Stored data entries
........
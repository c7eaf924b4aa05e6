mod sink;

use std::sync::Arc;
use std::time::Duration;

use anyhow::{Context, Result};
use chrono_tz::Tz;
use tokio_util::sync::CancellationToken;

use homeboard_commute::DirectionsClient;
use homeboard_core::{Config, UnitSystem};
use homeboard_panels::{Panel, PanelUpdate, Scheduler};
use homeboard_weather::{Units, WeatherClient};

use sink::TerminalSink;

#[tokio::main]
async fn main() -> Result<()> {
    // Initialize core
    homeboard_core::init()?;

    // Configuration errors are the only failures allowed to halt startup
    let (config, _validation) = Config::load_validated()?;

    let panels = build_panels(&config)?;
    let sink = Arc::new(TerminalSink);
    let shutdown = CancellationToken::new();
    let scheduler = Scheduler::new(panels).start(sink, shutdown.clone());

    tracing::info!("Homeboard started");

    tokio::signal::ctrl_c()
        .await
        .context("Failed to listen for shutdown signal")?;

    tracing::info!("Shutting down");
    shutdown.cancel();
    scheduler.wait().await;

    Ok(())
}

/// Build the panel table: clock, current weather, forecast, commute.
fn build_panels(config: &Config) -> Result<Vec<Panel>> {
    // Validation has already vetted the timezone and credentials; these
    // cannot fail for a config that passed load_validated().
    let tz: Tz = config
        .clock
        .timezone
        .parse()
        .map_err(|e| anyhow::anyhow!("Invalid timezone: {e}"))?;

    let weather_key = config
        .weather
        .api_key
        .clone()
        .context("Weather API key missing")?;
    let weather_client = match &config.weather.base_url {
        Some(base_url) => WeatherClient::with_base_url(weather_key, base_url)?,
        None => WeatherClient::new(weather_key)?,
    };
    let units = match config.weather.units {
        UnitSystem::Imperial => Units::Imperial,
        UnitSystem::Metric => Units::Metric,
    };

    let maps_key = config
        .commute
        .api_key
        .clone()
        .context("Directions API key missing")?;
    let directions_client = match &config.commute.base_url {
        Some(base_url) => DirectionsClient::with_base_url(maps_key, base_url)?,
        None => DirectionsClient::new(maps_key)?,
    };

    let clock = Panel::new(
        "clock",
        Duration::from_millis(config.clock.refresh_ms),
        move || async move { PanelUpdate::Clock(homeboard_time::current_time(tz)) },
    );

    let city = config.weather.city.clone();
    let current_client = weather_client.clone();
    let weather = Panel::new(
        "weather",
        Duration::from_millis(config.weather.refresh_ms),
        move || {
            let client = current_client.clone();
            let city = city.clone();
            async move { PanelUpdate::Weather(client.current_or_fallback(&city, units).await) }
        },
    );

    let city = config.weather.city.clone();
    let forecast = Panel::new(
        "forecast",
        Duration::from_millis(config.weather.forecast_refresh_ms),
        move || {
            let client = weather_client.clone();
            let city = city.clone();
            async move { PanelUpdate::Forecast(client.forecast_or_fallback(&city, units).await) }
        },
    );

    let origin = config.commute.origin.clone();
    let destination = config.commute.destination.clone();
    let commute = Panel::new(
        "commute",
        Duration::from_millis(config.commute.refresh_ms),
        move || {
            let client = directions_client.clone();
            let origin = origin.clone();
            let destination = destination.clone();
            async move {
                PanelUpdate::Commute(client.routes_or_empty(&origin, &destination).await)
            }
        },
    );

    Ok(vec![clock, weather, forecast, commute])
}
........
■ WHAT IS EXPECTED ■
Output all of the entries without altering a single word.

■ TASK RESULT ■
repository c7eaf924b4aa05e6
mod sink;

use std::sync::Arc;
use std::time::Duration;

use anyhow::{Context, Result};
use chrono_tz::Tz;
use tokio_util::sync::CancellationToken;

use homeboard_commute::DirectionsClient;
use homeboard_core::{Config, UnitSystem};
use homeboard_panels::{Panel, PanelUpdate, Scheduler};
use homeboard_weather::{Units, WeatherClient};

use sink::TerminalSink;

#[tokio::main]
async fn main() -> Result<()> {
    // Initialize core
    homeboard_core::init()?;

    // Configuration errors are the only failures allowed to halt startup
    let (config, _validation) = Config::load_validated()?;

    let panels = build_panels(&config)?;
    let sink = Arc::new(TerminalSink);
    let shutdown = CancellationToken::new();
    let scheduler = Scheduler::new(panels).start(sink, shutdown.clone());

    tracing::info!("Homeboard started");

    tokio::signal::ctrl_c()
        .await
        .context("Failed to listen for shutdown signal")?;

    tracing::info!("Shutting down");
    shutdown.cancel();
    scheduler.wait().await;

    Ok(())
}

/// Build the panel table: clock, current weather, forecast, commute.
fn build_panels(config: &Config) -> Result<Vec<Panel>> {
    // Validation has already vetted the timezone and credentials; these
    // cannot fail for a config that passed load_validated().
    let tz: Tz = config
        .clock
        .timezone
        .parse()
        .map_err(|e| anyhow::anyhow!("Invalid timezone: {e}"))?;

    let weather_key = config
        .weather
        .api_key
        .clone()
        .context("Weather API key missing")?;
    let weather_client = match &config.weather.base_url {
        Some(base_url) => WeatherClient::with_base_url(weather_key, base_url)?,
        None => WeatherClient::new(weather_key)?,
    };
    let units = match config.weather.units {
        UnitSystem::Imperial => Units::Imperial,
        UnitSystem::Metric => Units::Metric,
    };

    let maps_key = config
        .commute
        .api_key
        .clone()
        .context("Directions API key missing")?;
    let directions_client = match &config.commute.base_url {
        Some(base_url) => DirectionsClient::with_base_url(maps_key, base_url)?,
        None => DirectionsClient::new(maps_key)?,
    };

    let clock = Panel::new(
        "clock",
        Duration::from_millis(config.clock.refresh_ms),
        move || async move { PanelUpdate::Clock(homeboard_time::current_time(tz)) },
    );

    let city = config.weather.city.clone();
    let current_client = weather_client.clone();
    let weather = Panel::new(
        "weather",
        Duration::from_millis(config.weather.refresh_ms),
        move || {
            let client = current_client.clone();
            let city = city.clone();
            async move { PanelUpdate::Weather(client.current_or_fallback(&city, units).await) }
        },
    );

    let city = config.weather.city.clone();
    let forecast = Panel::new(
        "forecast",
        Duration::from_millis(config.weather.forecast_refresh_ms),
        move || {
            let client = weather_client.clone();
            let city = city.clone();
            async move { PanelUpdate::Forecast(client.forecast_or_fallback(&city, units).await) }
        },
    );

    let origin = config.commute.origin.clone();
    let destination = config.commute.destination.clone();
    let commute = Panel::new(
        "commute",
        Duration::from_millis(config.commute.refresh_ms),
        move || {
            let client = directions_client.clone();
            let origin = origin.clone();
            let destination = destination.clone();
            async move {
                PanelUpdate::Commute(client.routes_or_empty(&origin, &destination).await)
            }
        },
    );

    Ok(vec![clock, weather, forecast, commute])
}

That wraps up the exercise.